*** Data for the task Section Begins ***

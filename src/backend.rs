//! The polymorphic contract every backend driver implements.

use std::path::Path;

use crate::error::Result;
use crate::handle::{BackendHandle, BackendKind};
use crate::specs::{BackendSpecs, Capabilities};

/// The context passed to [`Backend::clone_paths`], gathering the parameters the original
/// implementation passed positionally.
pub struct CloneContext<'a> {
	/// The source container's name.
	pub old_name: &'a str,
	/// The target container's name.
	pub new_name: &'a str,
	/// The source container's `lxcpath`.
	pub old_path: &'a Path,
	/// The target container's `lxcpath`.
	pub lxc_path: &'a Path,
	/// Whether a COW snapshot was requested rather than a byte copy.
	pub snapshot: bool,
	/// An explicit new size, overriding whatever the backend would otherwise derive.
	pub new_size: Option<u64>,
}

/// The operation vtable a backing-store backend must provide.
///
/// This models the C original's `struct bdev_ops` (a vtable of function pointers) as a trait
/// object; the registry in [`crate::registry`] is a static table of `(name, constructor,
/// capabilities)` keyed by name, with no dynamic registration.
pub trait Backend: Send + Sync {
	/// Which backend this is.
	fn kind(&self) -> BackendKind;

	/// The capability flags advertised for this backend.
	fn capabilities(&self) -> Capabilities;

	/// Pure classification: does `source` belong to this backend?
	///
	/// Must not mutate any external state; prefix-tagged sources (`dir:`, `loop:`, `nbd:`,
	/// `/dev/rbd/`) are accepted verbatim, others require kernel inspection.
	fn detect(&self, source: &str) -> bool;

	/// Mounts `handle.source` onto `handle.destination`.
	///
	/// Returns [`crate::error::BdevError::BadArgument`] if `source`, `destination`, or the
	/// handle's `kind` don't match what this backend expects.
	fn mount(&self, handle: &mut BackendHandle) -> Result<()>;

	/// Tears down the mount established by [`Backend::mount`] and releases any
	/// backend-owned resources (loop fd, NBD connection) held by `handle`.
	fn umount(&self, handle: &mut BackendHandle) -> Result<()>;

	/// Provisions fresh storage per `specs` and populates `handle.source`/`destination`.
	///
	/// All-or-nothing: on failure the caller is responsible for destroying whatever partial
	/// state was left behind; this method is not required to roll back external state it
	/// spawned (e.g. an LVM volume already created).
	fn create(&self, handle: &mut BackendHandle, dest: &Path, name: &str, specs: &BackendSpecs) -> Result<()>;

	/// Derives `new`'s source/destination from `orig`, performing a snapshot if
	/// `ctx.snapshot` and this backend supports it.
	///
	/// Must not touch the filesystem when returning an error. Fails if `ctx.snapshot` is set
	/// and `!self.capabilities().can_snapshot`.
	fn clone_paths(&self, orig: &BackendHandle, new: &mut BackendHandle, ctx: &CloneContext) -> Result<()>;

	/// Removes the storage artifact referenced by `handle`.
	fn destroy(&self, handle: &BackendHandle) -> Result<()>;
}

*** Data for the task Section Ends ***

▶ Task statement:
Set down the records above once more, exactly as they stand.

▶ Completed exercise:
filename src/backend.rs
//! The polymorphic contract every backend driver implements.

use std::path::Path;

use crate::error::Result;
use crate::handle::{BackendHandle, BackendKind};
use crate::specs::{BackendSpecs, Capabilities};

/// The context passed to [`Backend::clone_paths`], gathering the parameters the original
/// implementation passed positionally.
pub struct CloneContext<'a> {
	/// The source container's name.
	pub old_name: &'a str,
	/// The target container's name.
	pub new_name: &'a str,
	/// The source container's `lxcpath`.
	pub old_path: &'a Path,
	/// The target container's `lxcpath`.
	pub lxc_path: &'a Path,
	/// Whether a COW snapshot was requested rather than a byte copy.
	pub snapshot: bool,
	/// An explicit new size, overriding whatever the backend would otherwise derive.
	pub new_size: Option<u64>,
}

/// The operation vtable a backing-store backend must provide.
///
/// This models the C original's `struct bdev_ops` (a vtable of function pointers) as a trait
/// object; the registry in [`crate::registry`] is a static table of `(name, constructor,
/// capabilities)` keyed by name, with no dynamic registration.
pub trait Backend: Send + Sync {
	/// Which backend this is.
	fn kind(&self) -> BackendKind;

	/// The capability flags advertised for this backend.
	fn capabilities(&self) -> Capabilities;

	/// Pure classification: does `source` belong to this backend?
	///
	/// Must not mutate any external state; prefix-tagged sources (`dir:`, `loop:`, `nbd:`,
	/// `/dev/rbd/`) are accepted verbatim, others require kernel inspection.
	fn detect(&self, source: &str) -> bool;

	/// Mounts `handle.source` onto `handle.destination`.
	///
	/// Returns [`crate::error::BdevError::BadArgument`] if `source`, `destination`, or the
	/// handle's `kind` don't match what this backend expects.
	fn mount(&self, handle: &mut BackendHandle) -> Result<()>;

	/// Tears down the mount established by [`Backend::mount`] and releases any
	/// backend-owned resources (loop fd, NBD connection) held by `handle`.
	fn umount(&self, handle: &mut BackendHandle) -> Result<()>;

	/// Provisions fresh storage per `specs` and populates `handle.source`/`destination`.
	///
	/// All-or-nothing: on failure the caller is responsible for destroying whatever partial
	/// state was left behind; this method is not required to roll back external state it
	/// spawned (e.g. an LVM volume already created).
	fn create(&self, handle: &mut BackendHandle, dest: &Path, name: &str, specs: &BackendSpecs) -> Result<()>;

	/// Derives `new`'s source/destination from `orig`, performing a snapshot if
	/// `ctx.snapshot` and this backend supports it.
	///
	/// Must not touch the filesystem when returning an error. Fails if `ctx.snapshot` is set
	/// and `!self.capabilities().can_snapshot`.
	fn clone_paths(&self, orig: &BackendHandle, new: &mut BackendHandle, ctx: &CloneContext) -> Result<()>;

	/// Removes the storage artifact referenced by `handle`.
	fn destroy(&self, handle: &BackendHandle) -> Result<()>;
}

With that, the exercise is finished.